Il senatore Antonio De Poli, segretario nazionale dell'UDC, attacca senza mezzi termini Roberto Vannacci e le posizioni di Futuro Nazionale sull'immigrazione. La tappa del generale a Vicenza, capitale della manifattura veneta, rende secondo De Poli ancora più stonata la propaganda sulla remigrazione: «Forse al Generale, troppo impegnato a costruire una narrativa di estrema destra, sfugge che proprio gli imprenditori veneti chiedono alla politica l'esatto contrario».
Per il senatore centrista la ricetta è diversa: puntare sulla formazione nei Paesi d'origine per far arrivare in Italia lavoratori già qualificati, combattere l'immigrazione irregolare e garantire che chi non rispetta le regole venga espulso. Una linea pragmatica, opposta a quella degli slogan.
A sostenerla sono anche i dati. Nel 2024 sono state presentate in Italia oltre 24mila richieste di trasformazione dei permessi di soggiorno stagionali in contratti ordinari, di cui circa 6mila solo in Veneto. Numeri che, per De Poli, dimostrano come il tessuto produttivo del Nord-Est abbia bisogno di una gestione strutturata dei flussi, non di proclami. Settori come l'edilizia continuano a soffrire di una cronica carenza di manodopera nonostante i decreti Flussi già in vigore.

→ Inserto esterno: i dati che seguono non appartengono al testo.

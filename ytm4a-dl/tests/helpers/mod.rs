//! Test Helper Utilities
//!
//! Scripted stand-ins for every network seam of the pipeline. Each one counts
//! its calls so tests can assert that validation failures never touch the
//! network.

#![allow(dead_code)]

use async_trait::async_trait;
use std::path::Path;
use std::sync::atomic::{AtomicUsize, Ordering};
use std::sync::{Arc, Mutex};
use std::time::Duration;
use tokio::sync::broadcast;
use ytm4a_common::events::{EventBus, PipelineEvent, ProgressEvent};
use ytm4a_dl::models::{EditableTrackTags, MediaIdentifier, MediaMetadata};
use ytm4a_dl::services::{
    ArtifactStore, EmbedLookup, FallbackTransport, MetadataFetcher, PipelineOrchestrator,
    ProxyRoute, RemoteError, RemotePipeline, RouteClient, RouteError,
};

/// Embed lookup returning a fixed answer
pub struct MockEmbed {
    title: Option<String>,
    pub calls: AtomicUsize,
}

impl MockEmbed {
    pub fn titled(title: &str) -> Arc<Self> {
        Arc::new(Self {
            title: Some(title.to_string()),
            calls: AtomicUsize::new(0),
        })
    }

    /// Every lookup fails (access restriction)
    pub fn blocked() -> Arc<Self> {
        Arc::new(Self {
            title: None,
            calls: AtomicUsize::new(0),
        })
    }

    pub fn call_count(&self) -> usize {
        self.calls.load(Ordering::SeqCst)
    }
}

#[async_trait]
impl EmbedLookup for MockEmbed {
    async fn fetch_title(&self, _id: &MediaIdentifier) -> Result<Option<String>, String> {
        self.calls.fetch_add(1, Ordering::SeqCst);
        match &self.title {
            Some(title) => Ok(Some(title.clone())),
            None => Err("blocked by upstream".to_string()),
        }
    }
}

/// Route client succeeding only for one prefix, recording requested URLs
pub struct MockRoutes {
    succeed_prefix: Option<String>,
    payload: Vec<u8>,
    pub requested: Mutex<Vec<String>>,
}

impl MockRoutes {
    pub fn all_failing() -> Arc<Self> {
        Arc::new(Self {
            succeed_prefix: None,
            payload: Vec::new(),
            requested: Mutex::new(Vec::new()),
        })
    }

    pub fn succeeding_at(prefix: &str, payload: &[u8]) -> Arc<Self> {
        Arc::new(Self {
            succeed_prefix: Some(prefix.to_string()),
            payload: payload.to_vec(),
            requested: Mutex::new(Vec::new()),
        })
    }

    pub fn requested(&self) -> Vec<String> {
        self.requested.lock().unwrap().clone()
    }
}

#[async_trait]
impl RouteClient for MockRoutes {
    async fn get(&self, url: &str) -> Result<Vec<u8>, RouteError> {
        self.requested.lock().unwrap().push(url.to_string());
        match &self.succeed_prefix {
            Some(prefix) if url.starts_with(prefix.as_str()) => Ok(self.payload.clone()),
            _ => Err(RouteError::Status(403)),
        }
    }
}

/// How the mock backend answers
#[derive(Clone)]
pub enum RemoteBehavior {
    Ok,
    ServiceError(String),
    Unreachable,
}

/// Backend that tags nothing but records what it was asked for
pub struct MockRemote {
    behavior: RemoteBehavior,
    pub preview_calls: AtomicUsize,
    pub downloads: Mutex<Vec<EditableTrackTags>>,
}

impl MockRemote {
    pub fn new(behavior: RemoteBehavior) -> Arc<Self> {
        Arc::new(Self {
            behavior,
            preview_calls: AtomicUsize::new(0),
            downloads: Mutex::new(Vec::new()),
        })
    }

    pub fn call_count(&self) -> usize {
        self.preview_calls.load(Ordering::SeqCst) + self.downloads.lock().unwrap().len()
    }

    fn answer<T>(&self, value: T) -> Result<T, RemoteError> {
        match &self.behavior {
            RemoteBehavior::Ok => Ok(value),
            RemoteBehavior::ServiceError(message) => Err(RemoteError::Service(message.clone())),
            RemoteBehavior::Unreachable => {
                Err(RemoteError::Unreachable("connection refused".to_string()))
            }
        }
    }
}

#[async_trait]
impl RemotePipeline for MockRemote {
    async fn preview(&self, source_url: &str) -> Result<MediaMetadata, RemoteError> {
        self.preview_calls.fetch_add(1, Ordering::SeqCst);
        self.answer(MediaMetadata {
            title: "Remote Song".to_string(),
            author: "Remote Band".to_string(),
            duration_seconds: 215,
            thumbnail_url: "https://img.example/thumb.jpg".to_string(),
            source_url: source_url.to_string(),
            uploader: "Remote Band".to_string(),
            description: String::new(),
            degraded: false,
        })
    }

    async fn download_with_metadata(
        &self,
        _source_url: &str,
        tags: &EditableTrackTags,
    ) -> Result<Vec<u8>, RemoteError> {
        self.downloads.lock().unwrap().push(tags.clone());
        self.answer(b"remote-m4a".to_vec())
    }
}

/// The three reference route names with test prefixes
pub fn test_routes() -> Vec<ProxyRoute> {
    vec![
        ProxyRoute::new("first", "http://relay-one.test/"),
        ProxyRoute::new("second", "http://relay-two.test/raw?url="),
        ProxyRoute::new("third", "http://relay-three.test/"),
    ]
}

/// Orchestrator wired to mocks, saving into `output`
pub fn orchestrator(
    remote: Option<Arc<MockRemote>>,
    embed: Arc<MockEmbed>,
    routes: Arc<MockRoutes>,
    event_bus: Arc<EventBus>,
    output: &Path,
) -> PipelineOrchestrator {
    PipelineOrchestrator::new(
        remote.map(|r| r as Arc<dyn RemotePipeline>),
        MetadataFetcher::new(embed, Duration::from_millis(200)),
        FallbackTransport::new(test_routes(), routes),
        ArtifactStore::new(output),
        event_bus,
    )
}

/// Everything already published on the subscription
pub fn drain(rx: &mut broadcast::Receiver<PipelineEvent>) -> Vec<PipelineEvent> {
    let mut events = Vec::new();
    while let Ok(event) = rx.try_recv() {
        events.push(event);
    }
    events
}

/// Progress payloads only, in emission order
pub fn progress_of(events: &[PipelineEvent]) -> Vec<ProgressEvent> {
    events
        .iter()
        .filter_map(|event| match event {
            PipelineEvent::ProgressUpdate { progress, .. } => Some(progress.clone()),
            _ => None,
        })
        .collect()
}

Da qui l'affondo finale contro Futuro Nazionale: «Le proposte sull'immigrazione sono slogan privi di contenuti concreti, un bluff costruito per inseguire il consenso facile». La strada giusta, secondo De Poli, è quella già imboccata dal governo Meloni — riduzione degli sbarchi irregolari e accordi bilaterali con i Paesi d'origine — non le «soluzioni irrealizzabili» di chi «urla per ingannare i cittadini».